What Madness?


"The police are refused service at many gas stations because the City can't pay it's bills."

There is a overwhelming financial crisis in all levels of government in the USA and other countries and nobody seems to know what to do about it. The normal approach is to cut government spending and now the rights of union workers are being threatened. Unfortunately, the problem is so huge that budget cutting and union bashing will not get the job done. A new mindset of paying our way needs to be adopted.

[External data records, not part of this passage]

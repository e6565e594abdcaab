use f77::compile::{compile, CompileOptions, CompileSummary};

fn compile_source(source: &str) -> (String, CompileSummary) {
    let mut object = Vec::new();
    let summary = compile(source, CompileOptions::default(), &mut object, None)
        .expect("compilation must not hit a fatal error");
    (String::from_utf8(object).expect("CAL text is ASCII"), summary)
}

fn compile_clean(source: &str) -> String {
    let (text, summary) = compile_source(source);
    assert_eq!(summary.errors, 0, "unexpected errors in:\n{}", text);
    text
}

#[test]
fn constant_expression_folds_to_a_single_load() {
    let text = compile_clean(
        "      PROGRAM P
      INTEGER I
      I = 2 + 3*4
      END
",
    );
    // 2+3*4 folds to 14: one load, one store, no multiply anywhere
    assert!(text.contains("         S1        14"), "{}", text);
    assert!(text.contains("         -1,A6     S1"), "{}", text);
    assert!(!text.contains("%mli"), "{}", text);
    // module bracket and prologue
    assert!(text.starts_with("         IDENT     P\n"), "{}", text);
    assert!(text.contains("@P       A7        A7-1"), "{}", text);
    assert!(text.contains("         R         @%inifio"), "{}", text);
    assert!(text.trim_end().ends_with("END"), "{}", text);
}

#[test]
fn equivalence_overlays_storage() {
    let text = compile_clean(
        "      PROGRAM P
      REAL A(10)
      INTEGER B
      EQUIVALENCE (A,B)
      SAVE
      B = 1
      A(1) = 2.0
      END
",
    );
    // both land on the same static word; the block stays 10 words
    assert!(text.contains("BSS       10"), "{}", text);
}

#[test]
fn do_loop_emits_trip_count_and_back_edge() {
    let text = compile_clean(
        "      PROGRAM P
      REAL A(10)
      INTEGER I
      DO 10 I = 1,10
      A(I) = I
   10 CONTINUE
      END
",
    );
    // (10-1+1)/1 folds to 10 with no divide call
    assert!(text.contains("        10"), "{}", text);
    assert!(!text.contains("%dvi"), "{}", text);
    // three-word loop frame and trip test
    assert!(text.contains("         A7        A7-1"), "{}", text);
    assert!(text.contains("         S0        2,A7"), "{}", text);
    assert!(text.contains("         JSZ"), "{}", text);
    // back edge and frame pop
    assert!(text.contains("         J         L0"), "{}", text);
    assert!(text.contains("         A7        A7+3"), "{}", text);
    // the register-held subscript is range checked
    assert!(text.contains("@%bnderr"), "{}", text);
}

#[test]
fn logical_if_compares_and_branches_on_false() {
    let text = compile_clean(
        "      PROGRAM P
      REAL X
      X = 1.5
      IF (X .LT. 0) X = -X
      END
",
    );
    // comparison produces the sign-mask logical value
    assert!(text.contains("<64"), "{}", text);
    assert!(text.contains("         JSM"), "{}", text);
    // branch around the negate-and-store on false
    assert!(text.contains("         JSP"), "{}", text);
    assert!(text.contains("-FS"), "{}", text);
}

#[test]
fn common_blocks_share_a_high_water_mark() {
    let text = compile_clean(
        "      SUBROUTINE ONE
      COMMON /B/ X(100), Y
      Y = 1.0
      END
      SUBROUTINE TWO
      COMMON /B/ U(50), V(51)
      V(1) = 2.0
      END
",
    );
    // one named COMMON section per unit; the limit settles at 101 words
    assert!(text.contains("B        SECTION   COMMON"), "{}", text);
    assert!(text.contains("@B       BSS       101"), "{}", text);
    assert!(!text.contains("BSS       151"), "{}", text);
}

#[test]
fn character_assignment_calls_the_string_copier() {
    let text = compile_clean(
        "      PROGRAM P
      CHARACTER*8 S
      S = 'HELLO'
      END
",
    );
    assert!(text.contains("         R         @%cpystr"), "{}", text);
    assert!(text.contains("'HELLO'"), "{}", text);
    // descriptors carry the length in the high half
    assert!(text.contains("<32"), "{}", text);
}

#[test]
fn mixed_arithmetic_converts_through_cif() {
    let text = compile_clean(
        "      PROGRAM P
      REAL X
      INTEGER I
      I = 3
      X = I + 1.5
      END
",
    );
    assert!(text.contains("         R         %cif"), "{}", text);
    assert!(text.contains("+FS"), "{}", text);
}

#[test]
fn integer_multiply_calls_the_primitive() {
    let text = compile_clean(
        "      PROGRAM P
      INTEGER I, J
      I = 3
      J = I*I
      END
",
    );
    assert!(text.contains("         R         %mli"), "{}", text);
    // result comes back in S7
    assert!(text.contains("        S7"), "{}", text);
}

#[test]
fn computed_goto_builds_a_jump_table() {
    let text = compile_clean(
        "      PROGRAM P
      INTEGER I
      I = 2
      GOTO (10, 20, 30), I
   10 CONTINUE
   20 CONTINUE
   30 CONTINUE
      END
",
    );
    assert!(text.contains("         CON       L0"), "{}", text);
    assert!(text.contains("         B01       A1"), "{}", text);
    assert!(text.contains("         J         B01"), "{}", text);
}

#[test]
fn assigned_goto_ignores_the_label_list() {
    let text = compile_clean(
        "      PROGRAM P
      INTEGER K
      ASSIGN 10 TO K
      GOTO K, (10, 20)
   10 CONTINUE
   20 CONTINUE
      END
",
    );
    assert!(text.contains("         J         B01"), "{}", text);
}

#[test]
fn formatted_write_sequences_the_runtime_calls() {
    let text = compile_clean(
        "      PROGRAM P
      REAL X
      X = 1.0
      WRITE (6, 100) X
  100 FORMAT(F10.3)
      END
",
    );
    assert!(text.contains("         A7        A7-4"), "{}", text);
    assert!(text.contains("         R         @%outfmt"), "{}", text);
    assert!(text.contains("         R         @%endfmt"), "{}", text);
    assert!(text.contains("'(F10.3)'"), "{}", text);
}

#[test]
fn block_if_else_chains() {
    let text = compile_clean(
        "      PROGRAM P
      INTEGER I, J
      I = 1
      IF (I .GT. 0) THEN
      J = 1
      ELSEIF (I .LT. 0) THEN
      J = 2
      ELSE
      J = 3
      ENDIF
      END
",
    );
    let jumps = text.matches("         J         L").count();
    assert!(jumps >= 2, "expected else-chain jumps:\n{}", text);
}

#[test]
fn statement_functions_expand_inline() {
    let text = compile_clean(
        "      PROGRAM P
      REAL X, Y
      SQ(Z) = Z*Z
      X = 2.0
      Y = SQ(X)
      END
",
    );
    // expansion multiplies in place of any call
    assert!(text.contains("*FS"), "{}", text);
    assert!(!text.contains("R         @SQ"), "{}", text);
}

#[test]
fn external_calls_push_argument_addresses() {
    let text = compile_clean(
        "      PROGRAM P
      REAL X
      X = 1.0
      CALL SUB(X)
      END
",
    );
    assert!(text.contains("         R         @SUB"), "{}", text);
    assert!(text.contains("         A2        A6-1"), "{}", text);
}

#[test]
fn functions_return_through_s7() {
    let text = compile_clean(
        "      INTEGER FUNCTION TWICE(N)
      INTEGER N
      TWICE = N + N
      END
",
    );
    assert!(text.starts_with("         IDENT     TWICE"), "{}", text);
    // epilogue loads the result slot into S7
    assert!(text.contains("         S7        -1,A6"), "{}", text);
    assert!(text.contains("         J         B00"), "{}", text);
}

#[test]
fn undefined_labels_are_reported_at_end() {
    let (text, summary) = compile_source(
        "      PROGRAM P
      GOTO 99
      END
",
    );
    assert!(summary.errors > 0, "{}", text);
}

#[test]
fn misplaced_statements_are_diagnosed_and_skipped() {
    let (_, summary) = compile_source(
        "      PROGRAM P
      INTEGER I
      I = 1
      DIMENSION Q(10)
      END
",
    );
    assert!(summary.errors > 0);
}

#[test]
fn compilation_continues_past_errors() {
    let (text, summary) = compile_source(
        "      PROGRAM P
      INTEGER I
      I = 1/0
      I = 5
      END
",
    );
    assert_eq!(summary.errors, 1);
    // the second assignment still compiled
    assert!(text.contains("         S1        5"), "{}", text);
}

#[test]
fn long_names_are_hashed_for_the_linker() {
    let text = compile_clean(
        "      PROGRAM P
      CALL VERYLONGSUBNAME(1)
      END
",
    );
    // @ + 3 head characters + 4 hash digits
    let called = text
        .lines()
        .find(|l| l.contains("R         @VER"))
        .expect("hashed call expected");
    let name = called.trim().rsplit(' ').next().unwrap();
    assert_eq!(name.len(), 8, "{}", name);
}

#[test]
fn source_echo_comments_the_object() {
    let mut object = Vec::new();
    let summary = compile(
        "      PROGRAM P
      END
",
        CompileOptions { echo_source: true },
        &mut object,
        None,
    )
    .unwrap();
    assert_eq!(summary.errors, 0);
    let text = String::from_utf8(object).unwrap();
    assert!(text.contains("*      PROGRAM P"), "{}", text);
}

#[test]
fn concatenation_calls_the_string_runtime() {
    let text = compile_clean(
        "      PROGRAM P
      CHARACTER*4 A
      CHARACTER*8 C
      A = 'AB'
      C = A // 'CD'
      END
",
    );
    assert!(text.contains("         R         @%catstr"), "{}", text);
    assert!(text.contains("         R         @%cpystr"), "{}", text);
}

#[test]
fn logical_operators_use_the_bitwise_unit() {
    let text = compile_clean(
        "      PROGRAM P
      LOGICAL A, B, C
      A = .TRUE.
      B = .FALSE.
      C = A .AND. .NOT. B .OR. A
      END
",
    );
    assert!(text.contains("&"), "{}", text);
    assert!(text.contains("!"), "{}", text);
    assert!(text.contains("#"), "{}", text);
}

#[test]
fn parameters_fold_into_expressions() {
    let text = compile_clean(
        "      PROGRAM P
      INTEGER N
      PARAMETER (M=10)
      N = M + 4
      END
",
    );
    // M folds, so the sum folds too
    assert!(text.contains("         S1        14"), "{}", text);
}

#[test]
fn arithmetic_if_branches_three_ways() {
    let text = compile_clean(
        "      PROGRAM P
      INTEGER I
      I = 0
      IF (I - 1) 10, 20, 30
   10 CONTINUE
   20 CONTINUE
   30 CONTINUE
      END
",
    );
    assert!(text.contains("         JSM"), "{}", text);
    assert!(text.contains("         JSZ"), "{}", text);
}

#[test]
fn data_statements_initialise_the_static_area() {
    let text = compile_clean(
        "      PROGRAM P
      INTEGER I, J(3)
      DATA I/5/, J/3*7/
      I = I + 1
      END
",
    );
    assert!(text.contains("CON       5"), "{}", text);
    assert!(text.contains("CON       7"), "{}", text);
}

#[test]
fn adjustable_arrays_fill_a_dope_vector() {
    let text = compile_clean(
        "      SUBROUTINE FILL(A, N)
      INTEGER N
      REAL A(N)
      A(1) = 0.0
      END
",
    );
    // dope words: base address plus one bound pair
    assert!(text.contains("         -3,A6     S1"), "{}", text);
}

#[test]
fn shared_do_termination_closes_all_loops() {
    let text = compile_clean(
        "      PROGRAM P
      INTEGER I, J, K
      DO 10 I = 1,3
      DO 10 J = 1,3
      K = I + J
   10 CONTINUE
      END
",
    );
    // two loop frames are dropped at the shared terminator
    let pops = text.matches("         A7        A7+3").count();
    assert_eq!(pops, 2, "{}", text);
}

If you want to get a sense of the urgency and seriousness of this matter, watch the CBS video below called "Day of Reckoning" It is truly disturbing. Chicago is known as a deadbeat city because it can't pay it's bills. Government employees in offices are being evicted because the city can't pay the rent. The police are refused service at many gas stations because the City can't pay it's bills. This is just one example of the calamity.

This crisis applies to virtually all US local and state governments. In addition, the U.S. debt is over $13.5 trillion, which is the sum of all outstanding debt owed by the Federal Government. Additionally, the annual operating deficit for 2011 is projected to be $1.26 trillion. Every year, the deficit is added to the debt, by the end of this year the debt will be almost $15 trillion.

The video below shows how dire the situation is with State and Local governments. Nobody wants to admit it or talk about it but, we need to pay for what we get. Budget cutting and borrowing money is not sustainable.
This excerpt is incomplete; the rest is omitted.